TASK PROMPT:
Go through the material and copy each line in which the word "ThemeColors" shows up.

RECORD SET:
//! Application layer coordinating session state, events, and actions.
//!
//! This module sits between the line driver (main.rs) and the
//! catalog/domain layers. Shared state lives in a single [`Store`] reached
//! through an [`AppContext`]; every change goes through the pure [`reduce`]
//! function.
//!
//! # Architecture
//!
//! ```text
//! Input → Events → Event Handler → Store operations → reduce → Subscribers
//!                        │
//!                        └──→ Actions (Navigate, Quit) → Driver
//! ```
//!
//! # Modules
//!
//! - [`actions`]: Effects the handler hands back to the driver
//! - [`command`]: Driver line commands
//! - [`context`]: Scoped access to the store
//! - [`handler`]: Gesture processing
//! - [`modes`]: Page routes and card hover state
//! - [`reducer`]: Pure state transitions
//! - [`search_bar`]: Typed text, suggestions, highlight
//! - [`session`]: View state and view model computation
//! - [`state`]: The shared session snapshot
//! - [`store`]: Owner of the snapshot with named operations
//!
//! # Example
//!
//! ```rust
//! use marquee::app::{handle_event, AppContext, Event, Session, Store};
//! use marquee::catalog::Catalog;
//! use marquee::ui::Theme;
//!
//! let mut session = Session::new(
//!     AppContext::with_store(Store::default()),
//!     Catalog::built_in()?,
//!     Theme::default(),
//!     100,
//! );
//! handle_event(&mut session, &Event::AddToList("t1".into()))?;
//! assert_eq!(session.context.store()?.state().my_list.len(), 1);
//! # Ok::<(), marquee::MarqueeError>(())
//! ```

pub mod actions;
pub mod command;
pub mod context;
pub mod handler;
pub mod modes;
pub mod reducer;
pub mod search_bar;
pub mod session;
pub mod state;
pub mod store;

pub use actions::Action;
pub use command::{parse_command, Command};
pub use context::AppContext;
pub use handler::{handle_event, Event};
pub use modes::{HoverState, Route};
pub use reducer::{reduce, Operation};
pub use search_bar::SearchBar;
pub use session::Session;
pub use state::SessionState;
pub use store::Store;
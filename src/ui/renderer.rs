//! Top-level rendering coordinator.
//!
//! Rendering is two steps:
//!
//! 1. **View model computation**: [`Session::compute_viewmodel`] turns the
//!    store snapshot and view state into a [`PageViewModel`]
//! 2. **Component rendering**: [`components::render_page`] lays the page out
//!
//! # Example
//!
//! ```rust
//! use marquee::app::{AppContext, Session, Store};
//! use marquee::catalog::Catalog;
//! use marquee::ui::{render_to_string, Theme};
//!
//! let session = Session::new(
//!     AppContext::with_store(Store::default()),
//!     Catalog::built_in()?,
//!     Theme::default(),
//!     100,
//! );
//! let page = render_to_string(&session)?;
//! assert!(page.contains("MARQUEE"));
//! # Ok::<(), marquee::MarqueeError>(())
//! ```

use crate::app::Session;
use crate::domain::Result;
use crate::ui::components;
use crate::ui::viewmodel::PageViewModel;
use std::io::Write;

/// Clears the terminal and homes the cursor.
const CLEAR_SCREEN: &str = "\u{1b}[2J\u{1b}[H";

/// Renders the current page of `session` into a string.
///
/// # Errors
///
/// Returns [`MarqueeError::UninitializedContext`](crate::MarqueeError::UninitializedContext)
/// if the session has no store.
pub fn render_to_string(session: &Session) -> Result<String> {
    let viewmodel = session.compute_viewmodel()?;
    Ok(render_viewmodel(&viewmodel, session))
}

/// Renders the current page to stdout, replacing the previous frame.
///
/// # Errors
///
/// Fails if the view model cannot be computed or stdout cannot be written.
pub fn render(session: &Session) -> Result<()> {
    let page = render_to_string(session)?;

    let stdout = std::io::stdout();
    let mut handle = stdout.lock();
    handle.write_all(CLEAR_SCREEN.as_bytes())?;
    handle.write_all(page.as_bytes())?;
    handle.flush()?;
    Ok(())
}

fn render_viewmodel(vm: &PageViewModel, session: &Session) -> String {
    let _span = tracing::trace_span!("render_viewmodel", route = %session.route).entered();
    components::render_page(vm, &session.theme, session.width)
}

...

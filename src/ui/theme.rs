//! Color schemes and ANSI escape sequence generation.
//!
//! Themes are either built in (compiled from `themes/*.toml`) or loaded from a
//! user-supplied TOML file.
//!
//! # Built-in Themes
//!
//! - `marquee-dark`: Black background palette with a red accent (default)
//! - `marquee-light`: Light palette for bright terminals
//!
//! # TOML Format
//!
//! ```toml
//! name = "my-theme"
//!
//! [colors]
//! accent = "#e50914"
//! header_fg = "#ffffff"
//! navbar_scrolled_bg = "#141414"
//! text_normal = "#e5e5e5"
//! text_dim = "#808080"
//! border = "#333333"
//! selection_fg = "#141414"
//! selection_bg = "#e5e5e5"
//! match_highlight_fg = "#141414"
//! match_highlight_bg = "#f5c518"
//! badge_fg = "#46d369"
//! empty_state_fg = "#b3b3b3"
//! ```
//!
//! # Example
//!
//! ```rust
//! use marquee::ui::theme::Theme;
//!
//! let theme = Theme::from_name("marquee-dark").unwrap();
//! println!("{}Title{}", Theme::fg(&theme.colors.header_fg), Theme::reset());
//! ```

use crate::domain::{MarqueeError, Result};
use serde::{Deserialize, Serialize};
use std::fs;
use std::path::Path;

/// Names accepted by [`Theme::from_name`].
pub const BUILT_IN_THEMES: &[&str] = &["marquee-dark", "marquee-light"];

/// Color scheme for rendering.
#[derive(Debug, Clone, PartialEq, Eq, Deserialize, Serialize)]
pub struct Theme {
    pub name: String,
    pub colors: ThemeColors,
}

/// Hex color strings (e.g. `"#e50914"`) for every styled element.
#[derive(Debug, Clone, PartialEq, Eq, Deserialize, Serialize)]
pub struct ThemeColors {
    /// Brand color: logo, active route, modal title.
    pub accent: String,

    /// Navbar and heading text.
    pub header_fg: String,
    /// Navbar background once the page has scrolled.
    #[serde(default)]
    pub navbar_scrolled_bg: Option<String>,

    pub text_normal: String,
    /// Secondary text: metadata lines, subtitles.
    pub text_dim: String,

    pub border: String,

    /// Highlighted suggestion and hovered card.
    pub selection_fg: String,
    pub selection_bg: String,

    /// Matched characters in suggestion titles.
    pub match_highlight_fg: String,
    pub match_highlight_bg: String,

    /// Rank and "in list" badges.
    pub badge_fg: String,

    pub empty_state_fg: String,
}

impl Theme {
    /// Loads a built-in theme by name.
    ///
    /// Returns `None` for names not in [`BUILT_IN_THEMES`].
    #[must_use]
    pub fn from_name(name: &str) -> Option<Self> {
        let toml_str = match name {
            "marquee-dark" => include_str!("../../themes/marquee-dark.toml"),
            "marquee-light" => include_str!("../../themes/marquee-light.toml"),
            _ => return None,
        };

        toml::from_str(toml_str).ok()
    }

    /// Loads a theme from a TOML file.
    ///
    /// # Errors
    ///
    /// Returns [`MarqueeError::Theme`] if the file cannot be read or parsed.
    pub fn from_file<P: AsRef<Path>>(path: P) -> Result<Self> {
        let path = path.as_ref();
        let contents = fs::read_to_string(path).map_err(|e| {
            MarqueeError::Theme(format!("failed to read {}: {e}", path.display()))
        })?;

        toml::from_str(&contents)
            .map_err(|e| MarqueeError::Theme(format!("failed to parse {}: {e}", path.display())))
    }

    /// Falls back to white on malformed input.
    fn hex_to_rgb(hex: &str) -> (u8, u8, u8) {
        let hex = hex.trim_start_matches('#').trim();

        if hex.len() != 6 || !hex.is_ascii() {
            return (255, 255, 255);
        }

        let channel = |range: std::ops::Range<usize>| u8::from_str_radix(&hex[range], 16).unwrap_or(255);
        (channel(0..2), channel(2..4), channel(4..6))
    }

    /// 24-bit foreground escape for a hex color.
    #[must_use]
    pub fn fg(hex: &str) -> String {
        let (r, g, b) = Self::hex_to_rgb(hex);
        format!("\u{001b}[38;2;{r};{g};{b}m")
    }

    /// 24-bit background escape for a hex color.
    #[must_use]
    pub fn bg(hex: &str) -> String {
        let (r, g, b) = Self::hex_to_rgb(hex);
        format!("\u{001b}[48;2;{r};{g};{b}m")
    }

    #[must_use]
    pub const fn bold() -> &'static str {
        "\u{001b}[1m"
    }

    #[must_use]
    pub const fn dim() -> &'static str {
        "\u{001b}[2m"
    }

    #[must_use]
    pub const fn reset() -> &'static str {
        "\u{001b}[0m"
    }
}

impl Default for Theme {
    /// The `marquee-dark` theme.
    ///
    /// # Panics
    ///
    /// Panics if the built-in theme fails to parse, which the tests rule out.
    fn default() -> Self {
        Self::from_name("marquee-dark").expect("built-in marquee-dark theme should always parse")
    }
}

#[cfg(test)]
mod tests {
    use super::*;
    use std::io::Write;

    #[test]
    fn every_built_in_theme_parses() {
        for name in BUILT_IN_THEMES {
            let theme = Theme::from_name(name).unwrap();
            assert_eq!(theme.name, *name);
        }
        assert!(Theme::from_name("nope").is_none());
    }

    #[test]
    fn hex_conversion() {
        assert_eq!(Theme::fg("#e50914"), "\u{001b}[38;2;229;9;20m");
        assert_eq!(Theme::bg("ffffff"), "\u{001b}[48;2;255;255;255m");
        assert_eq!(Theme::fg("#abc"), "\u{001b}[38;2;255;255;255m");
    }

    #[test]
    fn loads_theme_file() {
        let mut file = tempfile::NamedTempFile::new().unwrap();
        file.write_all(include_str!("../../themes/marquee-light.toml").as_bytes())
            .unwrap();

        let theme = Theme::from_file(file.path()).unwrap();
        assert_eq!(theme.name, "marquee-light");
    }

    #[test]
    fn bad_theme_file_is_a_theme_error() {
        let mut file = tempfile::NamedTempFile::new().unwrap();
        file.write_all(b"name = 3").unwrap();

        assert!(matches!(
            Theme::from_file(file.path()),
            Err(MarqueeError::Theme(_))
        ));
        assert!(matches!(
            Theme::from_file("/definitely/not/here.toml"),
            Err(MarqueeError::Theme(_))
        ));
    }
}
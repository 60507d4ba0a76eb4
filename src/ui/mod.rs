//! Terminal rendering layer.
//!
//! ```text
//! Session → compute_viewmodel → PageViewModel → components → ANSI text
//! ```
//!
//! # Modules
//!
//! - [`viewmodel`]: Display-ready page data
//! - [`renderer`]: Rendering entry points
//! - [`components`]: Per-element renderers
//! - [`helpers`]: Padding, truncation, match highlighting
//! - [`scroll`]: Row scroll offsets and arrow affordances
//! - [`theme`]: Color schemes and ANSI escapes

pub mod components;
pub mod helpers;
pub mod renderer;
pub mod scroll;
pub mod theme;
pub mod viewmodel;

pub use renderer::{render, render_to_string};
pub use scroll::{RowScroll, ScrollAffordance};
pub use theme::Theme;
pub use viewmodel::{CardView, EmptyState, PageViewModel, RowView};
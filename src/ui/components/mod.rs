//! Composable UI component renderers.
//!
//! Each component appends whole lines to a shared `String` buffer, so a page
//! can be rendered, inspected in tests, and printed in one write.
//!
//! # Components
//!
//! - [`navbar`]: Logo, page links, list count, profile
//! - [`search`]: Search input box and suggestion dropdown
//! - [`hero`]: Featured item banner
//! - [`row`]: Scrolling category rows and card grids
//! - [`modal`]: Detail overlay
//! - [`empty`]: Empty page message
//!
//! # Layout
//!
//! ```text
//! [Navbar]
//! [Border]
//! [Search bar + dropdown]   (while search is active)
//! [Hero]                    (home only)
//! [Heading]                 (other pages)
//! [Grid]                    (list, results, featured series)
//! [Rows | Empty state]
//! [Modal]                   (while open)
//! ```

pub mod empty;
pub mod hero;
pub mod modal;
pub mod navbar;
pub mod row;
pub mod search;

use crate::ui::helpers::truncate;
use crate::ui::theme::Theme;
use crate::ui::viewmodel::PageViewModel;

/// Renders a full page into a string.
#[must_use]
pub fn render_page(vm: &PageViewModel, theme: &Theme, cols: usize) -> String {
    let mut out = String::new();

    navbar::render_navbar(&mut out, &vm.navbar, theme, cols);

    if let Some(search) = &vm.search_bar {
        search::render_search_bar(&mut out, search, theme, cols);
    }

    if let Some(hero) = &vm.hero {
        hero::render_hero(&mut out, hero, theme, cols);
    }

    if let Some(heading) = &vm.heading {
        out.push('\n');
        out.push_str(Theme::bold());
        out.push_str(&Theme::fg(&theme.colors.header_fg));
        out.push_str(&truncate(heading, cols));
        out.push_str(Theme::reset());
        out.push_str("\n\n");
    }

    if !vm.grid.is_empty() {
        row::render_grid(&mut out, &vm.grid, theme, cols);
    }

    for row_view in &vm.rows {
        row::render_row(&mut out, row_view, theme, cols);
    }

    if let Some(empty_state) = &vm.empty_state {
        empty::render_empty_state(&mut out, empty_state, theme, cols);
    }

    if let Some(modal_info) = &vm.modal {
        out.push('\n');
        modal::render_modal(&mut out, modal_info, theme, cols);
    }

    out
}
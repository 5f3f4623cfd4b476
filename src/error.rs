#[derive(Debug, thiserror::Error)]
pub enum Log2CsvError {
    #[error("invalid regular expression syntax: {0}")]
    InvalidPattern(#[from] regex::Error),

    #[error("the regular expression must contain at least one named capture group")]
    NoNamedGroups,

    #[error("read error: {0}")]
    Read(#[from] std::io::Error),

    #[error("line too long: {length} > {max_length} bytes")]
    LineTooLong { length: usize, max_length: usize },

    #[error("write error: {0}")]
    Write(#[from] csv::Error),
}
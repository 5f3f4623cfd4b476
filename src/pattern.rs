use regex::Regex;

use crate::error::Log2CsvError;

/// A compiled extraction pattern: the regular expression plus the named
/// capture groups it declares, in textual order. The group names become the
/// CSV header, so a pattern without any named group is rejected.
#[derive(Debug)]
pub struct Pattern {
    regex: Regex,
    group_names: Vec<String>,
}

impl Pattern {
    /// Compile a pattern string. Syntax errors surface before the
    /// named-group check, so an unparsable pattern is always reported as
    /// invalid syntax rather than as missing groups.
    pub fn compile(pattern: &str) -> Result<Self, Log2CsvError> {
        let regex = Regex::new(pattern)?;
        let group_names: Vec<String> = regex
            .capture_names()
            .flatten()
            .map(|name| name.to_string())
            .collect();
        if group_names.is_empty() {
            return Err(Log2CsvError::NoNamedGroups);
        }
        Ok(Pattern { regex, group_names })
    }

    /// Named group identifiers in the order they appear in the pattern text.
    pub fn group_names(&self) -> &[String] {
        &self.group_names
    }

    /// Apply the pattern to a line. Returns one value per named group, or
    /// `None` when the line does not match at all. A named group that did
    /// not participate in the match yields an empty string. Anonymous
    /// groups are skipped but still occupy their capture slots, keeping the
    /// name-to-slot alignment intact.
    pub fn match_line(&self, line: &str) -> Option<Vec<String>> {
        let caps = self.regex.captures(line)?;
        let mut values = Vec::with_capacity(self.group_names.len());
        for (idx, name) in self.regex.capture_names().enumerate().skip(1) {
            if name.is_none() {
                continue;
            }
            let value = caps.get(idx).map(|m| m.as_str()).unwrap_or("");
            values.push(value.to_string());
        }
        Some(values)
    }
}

EXPECTED OUTPUT:
    pub colors: ThemeColors,
pub struct ThemeColors {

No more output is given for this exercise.